- Assigned task
The data should be printed in full, character for character.

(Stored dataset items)
++++++++++

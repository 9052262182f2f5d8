use std::{
    collections::{BTreeMap, BTreeSet},
    path::Path,
};

use snafu::ResultExt;
use tracing::*;

use crate::error::{HtrError, IoReadSnafu};

#[derive(Debug, Clone, Default)]
struct Node {
    children: BTreeMap<char, usize>,
    is_word: bool,
}

/// Dictionary trie used to constrain word beam search.
#[derive(Debug, Clone)]
pub struct PrefixTree {
    nodes: Vec<Node>,
    words: usize,
    word_chars: BTreeSet<char>,
}

impl Default for PrefixTree {
    fn default() -> Self {
        Self {
            nodes: vec![Node::default()],
            words: 0,
            word_chars: BTreeSet::new(),
        }
    }
}

impl PrefixTree {
    pub fn new<I, S>(words: I) -> Self
    where
        I: IntoIterator<Item = S>,
        S: AsRef<str>,
    {
        let mut tree = Self::default();
        for word in words {
            tree.insert(word.as_ref());
        }
        tree
    }

    /// Reads a word list with one word per line. Empty lines are skipped.
    pub fn load_word_list<P: AsRef<Path>>(path: P, uppercase: bool) -> Result<Self, HtrError> {
        let path = path.as_ref();
        let content = std::fs::read_to_string(path).context(IoReadSnafu {
            path: path.to_string_lossy(),
        })?;

        let tree = Self::new(
            content
                .lines()
                .map(str::trim)
                .filter(|word| !word.is_empty())
                .map(|word| {
                    if uppercase {
                        word.to_uppercase()
                    } else {
                        word.to_string()
                    }
                }),
        );

        info!("loaded {} dictionary words from {}", tree.len(), path.display());
        Ok(tree)
    }

    pub fn insert(&mut self, word: &str) {
        if word.is_empty() {
            return;
        }

        let mut node = 0;
        for c in word.chars() {
            self.word_chars.insert(c);
            node = match self.nodes[node].children.get(&c) {
                Some(&child) => child,
                None => {
                    let child = self.nodes.len();
                    self.nodes.push(Node::default());
                    self.nodes[node].children.insert(c, child);
                    child
                }
            };
        }

        if !self.nodes[node].is_word {
            self.nodes[node].is_word = true;
            self.words += 1;
        }
    }

    fn node(&self, prefix: &str) -> Option<usize> {
        prefix
            .chars()
            .try_fold(0, |node, c| self.nodes[node].children.get(&c).copied())
    }

    pub fn contains_prefix(&self, prefix: &str) -> bool {
        self.node(prefix).is_some()
    }

    pub fn is_word(&self, text: &str) -> bool {
        self.node(text).is_some_and(|node| self.nodes[node].is_word)
    }

    /// Characters that may follow `prefix` inside a dictionary word.
    pub fn next_chars(&self, prefix: &str) -> Vec<char> {
        self.node(prefix)
            .map(|node| self.nodes[node].children.keys().copied().collect())
            .unwrap_or_default()
    }

    /// All dictionary words starting with `prefix`, in lexical order.
    pub fn completions(&self, prefix: &str) -> Vec<String> {
        let Some(start) = self.node(prefix) else {
            return Vec::new();
        };

        let mut words = Vec::new();
        let mut stack = vec![(start, prefix.to_string())];
        while let Some((node, text)) = stack.pop() {
            if self.nodes[node].is_word {
                words.push(text.clone());
            }
            for (c, &child) in self.nodes[node].children.iter().rev() {
                let mut next = text.clone();
                next.push(*c);
                stack.push((child, next));
            }
        }
        words
    }

    /// Characters occurring in at least one dictionary word.
    pub fn word_chars(&self) -> &BTreeSet<char> {
        &self.word_chars
    }

    /// Number of distinct words.
    pub fn len(&self) -> usize {
        self.words
    }

    pub fn is_empty(&self) -> bool {
        self.words == 0
    }
}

++++++++++

- Solution for this exercise
repository 9052262182f2f5d8
use std::{
    collections::{BTreeMap, BTreeSet},
    path::Path,
};

use snafu::ResultExt;
use tracing::*;

use crate::error::{HtrError, IoReadSnafu};

#[derive(Debug, Clone, Default)]
struct Node {
    children: BTreeMap<char, usize>,
    is_word: bool,
}

/// Dictionary trie used to constrain word beam search.
#[derive(Debug, Clone)]
pub struct PrefixTree {
    nodes: Vec<Node>,
    words: usize,
    word_chars: BTreeSet<char>,
}

impl Default for PrefixTree {
    fn default() -> Self {
        Self {
            nodes: vec![Node::default()],
            words: 0,
            word_chars: BTreeSet::new(),
        }
    }
}

impl PrefixTree {
    pub fn new<I, S>(words: I) -> Self
    where
        I: IntoIterator<Item = S>,
        S: AsRef<str>,
    {
        let mut tree = Self::default();
        for word in words {
            tree.insert(word.as_ref());
        }
        tree
    }

    /// Reads a word list with one word per line. Empty lines are skipped.
    pub fn load_word_list<P: AsRef<Path>>(path: P, uppercase: bool) -> Result<Self, HtrError> {
        let path = path.as_ref();
        let content = std::fs::read_to_string(path).context(IoReadSnafu {
            path: path.to_string_lossy(),
        })?;

        let tree = Self::new(
            content
                .lines()
                .map(str::trim)
                .filter(|word| !word.is_empty())
                .map(|word| {
                    if uppercase {
                        word.to_uppercase()
                    } else {
                        word.to_string()
                    }
                }),
        );

        info!("loaded {} dictionary words from {}", tree.len(), path.display());
        Ok(tree)
    }

    pub fn insert(&mut self, word: &str) {
        if word.is_empty() {
            return;
        }

        let mut node = 0;
        for c in word.chars() {
            self.word_chars.insert(c);
            node = match self.nodes[node].children.get(&c) {
                Some(&child) => child,
                None => {
                    let child = self.nodes.len();
                    self.nodes.push(Node::default());
                    self.nodes[node].children.insert(c, child);
                    child
                }
            };
        }

        if !self.nodes[node].is_word {
            self.nodes[node].is_word = true;
            self.words += 1;
        }
    }

    fn node(&self, prefix: &str) -> Option<usize> {
        prefix
            .chars()
            .try_fold(0, |node, c| self.nodes[node].children.get(&c).copied())
    }

    pub fn contains_prefix(&self, prefix: &str) -> bool {
        self.node(prefix).is_some()
    }

    pub fn is_word(&self, text: &str) -> bool {
        self.node(text).is_some_and(|node| self.nodes[node].is_word)
    }

    /// Characters that may follow `prefix` inside a dictionary word.
    pub fn next_chars(&self, prefix: &str) -> Vec<char> {
        self.node(prefix)
            .map(|node| self.nodes[node].children.keys().copied().collect())
            .unwrap_or_default()
    }

    /// All dictionary words starting with `prefix`, in lexical order.
    pub fn completions(&self, prefix: &str) -> Vec<String> {
        let Some(start) = self.node(prefix) else {
            return Vec::new();
        };

        let mut words = Vec::new();
        let mut stack = vec![(start, prefix.to_string())];
        while let Some((node, text)) = stack.pop() {
            if self.nodes[node].is_word {
                words.push(text.clone());
            }
            for (c, &child) in self.nodes[node].children.iter().rev() {
                let mut next = text.clone();
                next.push(*c);
                stack.push((child, next));
            }
        }
        words
    }

    /// Characters occurring in at least one dictionary word.
    pub fn word_chars(&self) -> &BTreeSet<char> {
        &self.word_chars
    }

    /// Number of distinct words.
    pub fn len(&self) -> usize {
        self.words
    }

    pub fn is_empty(&self) -> bool {
        self.words == 0
    }
}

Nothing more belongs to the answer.